What can shareholders expect
Management doesn't provide GAAP estimates for its earnings, partly because of the unpredictability of so many legal proceedings. However, one thing that has become predictable is rising legal expenses. In the last half decade, these judgements have had an increasing impact on earnings even after the company's success in getting them reduced on appeal.
|Year||Legal Expenses per Share|
A long history of paying dividends and exceptional diversification may not be enough to make the stock a buy. Johnson & Johnson's legal problems are increasingly eating away at earnings, and the stock -- including those dividends -- has returned only 229% over the past ten years compared to 261% for the S&P 500.

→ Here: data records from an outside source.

#[cfg(test)]
mod tests {
    use super::*;
    use crate::context::Language;
    use crate::extraction::{ExtractionError, VariableExtractor};
    use crate::flow::RuleTable;
    use async_trait::async_trait;
    use serde_json::json;
    use std::sync::Mutex;

    /// Extractor returning queued results, recording each request.
    struct MockExtractor {
        responses: Mutex<Vec<Result<ExtractedVars, ExtractionError>>>,
    }

    impl MockExtractor {
        fn returning(vars: &[(&str, Value)]) -> Self {
            let mut extracted = ExtractedVars::new();
            for (k, v) in vars {
                extracted.insert(*k, v.clone());
            }
            Self {
                responses: Mutex::new(vec![Ok(extracted)]),
            }
        }

        fn failing() -> Self {
            Self {
                responses: Mutex::new(vec![Err(ExtractionError::network("unreachable"))]),
            }
        }
    }

    #[async_trait]
    impl VariableExtractor for MockExtractor {
        async fn extract(
            &self,
            _specs: &[crate::catalog::VariableSpec],
            _transcript: &str,
            _customer_name: &str,
        ) -> Result<ExtractedVars, ExtractionError> {
            self.responses
                .lock()
                .unwrap()
                .pop()
                .unwrap_or_else(|| Ok(ExtractedVars::new()))
        }
    }

    const CATALOG: &str = r#"{
        "system_prompt": "You are {{AgentName}} calling about loan {{LoanID}}.",
        "greeting_node": "n61",
        "nodes": {
            "n61": {"prompt": "Hello {{FirstName}}."},
            "n68": {
                "prompt": "Please verify your date of birth.",
                "variables": [{"name": "extracted_dob", "type": "date"}]
            },
            "n32": {"prompt": "That does not match our records."},
            "n41": {"prompt": "Here is the required disclosure."},
            "n25": {"prompt": "Goodbye."}
        }
    }"#;

    fn orchestrator(extractor: MockExtractor) -> NodeOrchestrator {
        let catalog = Arc::new(crate::catalog::NodeCatalog::from_json(CATALOG).unwrap());
        let contexts = Arc::new(ContextStore::new(
            catalog.greeting_node().clone(),
            Language::En,
        ));
        NodeOrchestrator::new(
            catalog,
            contexts,
            RuleTable::standard(),
            Conditionals::standard(),
            Arc::new(extractor),
        )
    }

    fn seed() -> Map<String, Value> {
        let mut m = Map::new();
        m.insert("FirstName".into(), json!("John"));
        m.insert("LastName".into(), json!("Smith"));
        m.insert("DOB".into(), json!("1985-06-15"));
        m
    }

    #[tokio::test]
    async fn empty_extraction_self_loops_without_prompt() {
        let orch = orchestrator(MockExtractor::returning(&[]));
        let ctx = orch.initialize_call("CA1", seed()).await;

        let bundle = orch.process("CA1", &NodeId::from("n61"), "hmm", &ctx).await;
        assert_eq!(bundle.next_node, NodeId::from("n61"));
        assert!(bundle.prompt.is_none());
        assert!(!bundle.refresh_agent);
    }

    #[tokio::test]
    async fn extraction_failure_is_fail_open() {
        let orch = orchestrator(MockExtractor::failing());
        let ctx = orch.initialize_call("CA1", seed()).await;

        let bundle = orch.process("CA1", &NodeId::from("n61"), "hello", &ctx).await;
        assert_eq!(bundle.next_node, NodeId::from("n61"));
        assert!(!bundle.refresh_agent);
    }

    #[tokio::test]
    async fn mismatch_goes_to_notice_node() {
        let orch = orchestrator(MockExtractor::returning(&[(
            "extracted_dob",
            json!("03/02/1990"),
        )]));
        let ctx = orch.initialize_call("CA1", seed()).await;
        orch.contexts().increment_counter("CA1", "dob_attempts").await;

        let bundle = orch
            .process("CA1", &NodeId::from("n68"), "march second", &ctx)
            .await;
        assert_eq!(bundle.next_node, NodeId::from("n32"));
        assert!(bundle.refresh_agent);
        assert_eq!(
            bundle.prompt.as_deref(),
            Some("That does not match our records.")
        );
        assert!(bundle.context.flag("dob_mismatch"));
        assert_eq!(
            orch.contexts().current_node("CA1").await,
            NodeId::from("n32")
        );
    }

    #[tokio::test]
    async fn matching_dob_verifies_and_advances() {
        let orch = orchestrator(MockExtractor::returning(&[(
            "extracted_dob",
            json!("06/15/1985"),
        )]));
        let ctx = orch.initialize_call("CA1", seed()).await;

        let bundle = orch
            .process("CA1", &NodeId::from("n68"), "june fifteenth", &ctx)
            .await;
        assert_eq!(bundle.next_node, NodeId::from("n41"));
        assert!(bundle.context.flag("dob_verified"));
    }

    #[tokio::test]
    async fn terminal_node_returns_without_side_effects() {
        let orch = orchestrator(MockExtractor::returning(&[("call_complete", json!(true))]));
        let ctx = orch.initialize_call("CA1", seed()).await;
        orch.contexts()
            .set_current_node("CA1", NodeId::from("n25"))
            .await;
        let before = orch.contexts().get("CA1").await.unwrap().transcript_len();

        let bundle = orch.process("CA1", &NodeId::from("n25"), "bye", &ctx).await;
        assert!(bundle.next_node.is_end());
        assert!(bundle.prompt.is_none());
        assert!(!bundle.refresh_agent);
        // No transition marker, no node change.
        let after = orch.contexts().get("CA1").await.unwrap();
        assert_eq!(after.transcript_len(), before);
        assert_eq!(after.current_node, NodeId::from("n25"));
    }

    #[tokio::test]
    async fn payment_date_is_mirrored() {
        let orch = orchestrator(MockExtractor::returning(&[(
            "user_provided_payment_date",
            json!("2026-08-10"),
        )]));
        let ctx = orch.initialize_call("CA1", seed()).await;

        let bundle = orch.process("CA1", &NodeId::from("n61"), "monday", &ctx).await;
        assert_eq!(
            bundle.context.lookup_str("upd_extracted_payment_date").as_deref(),
            Some("2026-08-10")
        );
    }

    #[test]
    fn date_normalization_accepts_common_formats() {
        assert_eq!(normalize_date_digits("06/15/1985"), "19850615");
        assert_eq!(normalize_date_digits("1985-06-15"), "19850615");
        assert_eq!(normalize_date_digits("June 15, 1985"), "19850615");
        assert_eq!(normalize_date_digits("06-15-1985"), "19850615");
        assert_eq!(
            normalize_date_digits("06/15/1985"),
            normalize_date_digits("1985-06-15")
        );
    }

    #[test]
    fn date_normalization_falls_back_to_digits() {
        assert_eq!(normalize_date_digits("born 6151985!"), "6151985");
        assert_eq!(normalize_date_digits("no digits here"), "no digits here");
    }
}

Unlike Pfizer (NYSE:PFE), which changed CEOs in early 2019 and has been busy transforming itself ever since, Johnson & Johnson's strategy and tactics have remained consistent despite the business's big problems. Going by the numbers, and weighing the risks and benefits, I think that investors looking for safe returns are better off in an index fund or ETF that mirrors the overall stock market instead of Johnson & Johnson stock.